• **EXERCISE BRIEF**: Your answer must be the exact lines from the one holding "fn default_ollama_url() ->" through the final line of the records below, both included, and nothing more.

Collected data
================================
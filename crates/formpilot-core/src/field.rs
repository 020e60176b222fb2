//! Fields bound to live page elements.

use formpilot_protocols::{ElementHandle, FieldDescriptor, FieldIdentifier, FieldModality, PageElement};

use crate::error::FillError;

/// A field descriptor together with its resolved label and a handle to the
/// element on the page. For radio groups the handle is the first radio.
#[derive(Clone)]
pub struct ResolvedField {
    pub descriptor: FieldDescriptor,
    pub label: String,
    pub element: ElementHandle,
}

impl ResolvedField {
    pub fn new(descriptor: FieldDescriptor, label: impl Into<String>, element: ElementHandle) -> Self {
        Self {
            descriptor,
            label: label.into(),
            element,
        }
    }

    pub fn modality(&self) -> FieldModality {
        self.descriptor.modality
    }

    /// Name shared by the radios of this field's group.
    pub fn radio_group(&self) -> Option<&str> {
        self.descriptor.group.as_deref().or(match &self.descriptor.identifier {
            FieldIdentifier::Name(name) => Some(name.as_str()),
            _ => None,
        })
    }
}

impl std::fmt::Debug for ResolvedField {
    fn fmt(&self, f: &mut std::fmt::Formatter<'_>) -> std::fmt::Result {
        f.debug_struct("ResolvedField")
            .field("descriptor", &self.descriptor)
            .field("label", &self.label)
            .finish_non_exhaustive()
    }
}

/// Describe a live element, typically the focused one.
///
/// Elements that cannot take an answer (buttons, file uploads, non-form
/// elements) are [`FillError::Unsupported`].
pub async fn describe_element(element: &dyn PageElement) -> Result<FieldDescriptor, FillError> {
    let tag = element.tag_name().await?.to_ascii_lowercase();
    let input_type = element.attribute("type").await?;
    let modality = FieldModality::from_tag(&tag, input_type.as_deref()).ok_or_else(|| {
        match &input_type {
            Some(t) => FillError::Unsupported(format!("<{} type=\"{}\">", tag, t)),
            None => FillError::Unsupported(format!("<{}>", tag)),
        }
    })?;

    let id = element.attribute("id").await?;
    let name = element.attribute("name").await?;
    let identifier = FieldIdentifier::from_attributes(id.as_deref(), name.as_deref());
    let markup = element.outer_markup().await.unwrap_or_default();

    let mut descriptor = FieldDescriptor::new(modality, identifier, markup);
    if modality == FieldModality::RadioGroup {
        if let Some(group) = name.filter(|n| !n.trim().is_empty()) {
            descriptor = descriptor.with_group(group);
        }
    }
    Ok(descriptor)
}
//! Configuration schema definitions.

use serde::{Deserialize, Serialize};

use formpilot_protocols::{
    BackendKind, DecodingParams, DecodingStrategy, GenerationConfig,
};

/// Root configuration.
#[derive(Debug, Clone, Default, PartialEq, Serialize, Deserialize)]
pub struct Config {
    /// Path to the applicant's free-text context file.
    #[serde(default, skip_serializing_if = "Option::is_none")]
    pub context_file: Option<String>,

    #[serde(default)]
    pub browser: BrowserConfig,

    #[serde(default)]
    pub generation: GenerationSettings,

    #[serde(default)]
    pub ollama: OllamaConfig,

    #[serde(default)]
    pub local: LocalModelConfig,

    #[serde(default)]
    pub prompt: PromptConfig,
}

impl Config {
    /// Snapshot of the generation settings for one command.
    pub fn generation_config(&self) -> GenerationConfig {
        GenerationConfig::new(self.generation.backend, self.generation.model.clone())
            .with_strategy(self.generation.decoding_strategy)
            .with_params(DecodingParams {
                beam_size: self.generation.beam_size,
                top_k: self.generation.top_k,
                top_p: self.generation.top_p,
            })
            .with_stream(self.generation.stream)
    }
}

/// Browser connection configuration.
#[derive(Debug, Clone, PartialEq, Serialize, Deserialize)]
pub struct BrowserConfig {
    /// Chrome DevTools remote-debugging endpoint.
    #[serde(default = "default_browser_endpoint")]
    pub endpoint: String,

    /// Browser family, informational only.
    #[serde(default = "default_browser_kind")]
    pub kind: String,
}

impl Default for BrowserConfig {
    fn default() -> Self {
        Self {
            endpoint: default_browser_endpoint(),
            kind: default_browser_kind(),
        }
    }
}

fn default_browser_endpoint() -> String {
    "http://localhost:9222".to_string()
}

fn default_browser_kind() -> String {
    "chrome".to_string()
}

/// Generation settings.
#[derive(Debug, Clone, PartialEq, Serialize, Deserialize)]
pub struct GenerationSettings {
    #[serde(default)]
    pub backend: BackendKind,

    #[serde(default = "default_model")]
    pub model: String,

    #[serde(default)]
    pub decoding_strategy: DecodingStrategy,

    #[serde(default = "default_beam_size")]
    pub beam_size: usize,

    #[serde(default = "default_top_k")]
    pub top_k: usize,

    #[serde(default = "default_top_p")]
    pub top_p: f32,

    #[serde(default)]
    pub stream: bool,
}

impl Default for GenerationSettings {
    fn default() -> Self {
        let params = DecodingParams::default();
        Self {
            backend: BackendKind::default(),
            model: default_model(),
            decoding_strategy: DecodingStrategy::default(),
            beam_size: params.beam_size,
            top_k: params.top_k,
            top_p: params.top_p,
            stream: false,
        }
    }
}

fn default_model() -> String {
    "mistral".to_string()
}

fn default_beam_size() -> usize {
    DecodingParams::default().beam_size
}

fn default_top_k() -> usize {
    DecodingParams::default().top_k
}

fn default_top_p() -> f32 {
    DecodingParams::default().top_p
}

/// Ollama server configuration.
#[derive(Debug, Clone, PartialEq, Serialize, Deserialize)]
pub struct OllamaConfig {
    #[serde(default = "default_ollama_url")]
    pub base_url: String,

    #[serde(default = "default_ollama_timeout")]
    pub timeout_seconds: u64,
}

impl Default for OllamaConfig {
    fn default() -> Self {
        Self {
            base_url: default_ollama_url(),
            timeout_seconds: default_ollama_timeout(),
        }
    }
}

fn default_ollama_url() -> String {
    "http://localhost:11434/api".to_string()
}

fn default_ollama_timeout() -> u64 {
    120
}

/// In-process model configuration.
#[derive(Debug, Clone, PartialEq, Serialize, Deserialize)]
pub struct LocalModelConfig {
    #[serde(default, skip_serializing_if = "Option::is_none")]
    pub model_path: Option<String>,

    #[serde(default, skip_serializing_if = "Option::is_none")]
    pub tokenizer_path: Option<String>,

    #[serde(default = "default_eos_token")]
    pub eos_token: String,

    /// Fixed sampling seed for reproducible answers.
    #[serde(default, skip_serializing_if = "Option::is_none")]
    pub seed: Option<u64>,
}

impl Default for LocalModelConfig {
    fn default() -> Self {
        Self {
            model_path: None,
            tokenizer_path: None,
            eos_token: default_eos_token(),
            seed: None,
        }
    }
}

fn default_eos_token() -> String {
    "</s>".to_string()
}

/// Prompt construction settings.
#[derive(Debug, Clone, PartialEq, Serialize, Deserialize)]
pub struct PromptConfig {
    /// Include the surrounding form markup in the prompt.
    #[serde(default = "default_true")]
    pub include_page_markup: bool,

    #[serde(default = "default_max_markup_chars")]
    pub max_markup_chars: usize,
}

impl Default for PromptConfig {
    fn default() -> Self {
        Self {
            include_page_markup: true,
            max_markup_chars: default_max_markup_chars(),
        }
    }
}

fn default_true() -> bool {
    true
}

fn default_max_markup_chars() -> usize {
    6000
}

#[cfg(test)]
#[path = "schema_tests.rs"]
mod tests;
================================
• **PROBLEM SOLUTION**:
fn default_ollama_url() -> String {
    "http://localhost:11434/api".to_string()
}

fn default_ollama_timeout() -> u64 {
    120
}

/// In-process model configuration.
#[derive(Debug, Clone, PartialEq, Serialize, Deserialize)]
pub struct LocalModelConfig {
    #[serde(default, skip_serializing_if = "Option::is_none")]
    pub model_path: Option<String>,

    #[serde(default, skip_serializing_if = "Option::is_none")]
    pub tokenizer_path: Option<String>,

    #[serde(default = "default_eos_token")]
    pub eos_token: String,

    /// Fixed sampling seed for reproducible answers.
    #[serde(default, skip_serializing_if = "Option::is_none")]
    pub seed: Option<u64>,
}

impl Default for LocalModelConfig {
    fn default() -> Self {
        Self {
            model_path: None,
            tokenizer_path: None,
            eos_token: default_eos_token(),
            seed: None,
        }
    }
}

fn default_eos_token() -> String {
    "</s>".to_string()
}

/// Prompt construction settings.
#[derive(Debug, Clone, PartialEq, Serialize, Deserialize)]
pub struct PromptConfig {
    /// Include the surrounding form markup in the prompt.
    #[serde(default = "default_true")]
    pub include_page_markup: bool,

    #[serde(default = "default_max_markup_chars")]
    pub max_markup_chars: usize,
}

impl Default for PromptConfig {
    fn default() -> Self {
        Self {
            include_page_markup: true,
            max_markup_chars: default_max_markup_chars(),
        }
    }
}

fn default_true() -> bool {
    true
}

fn default_max_markup_chars() -> usize {
    6000
}

#[cfg(test)]
#[path = "schema_tests.rs"]
mod tests;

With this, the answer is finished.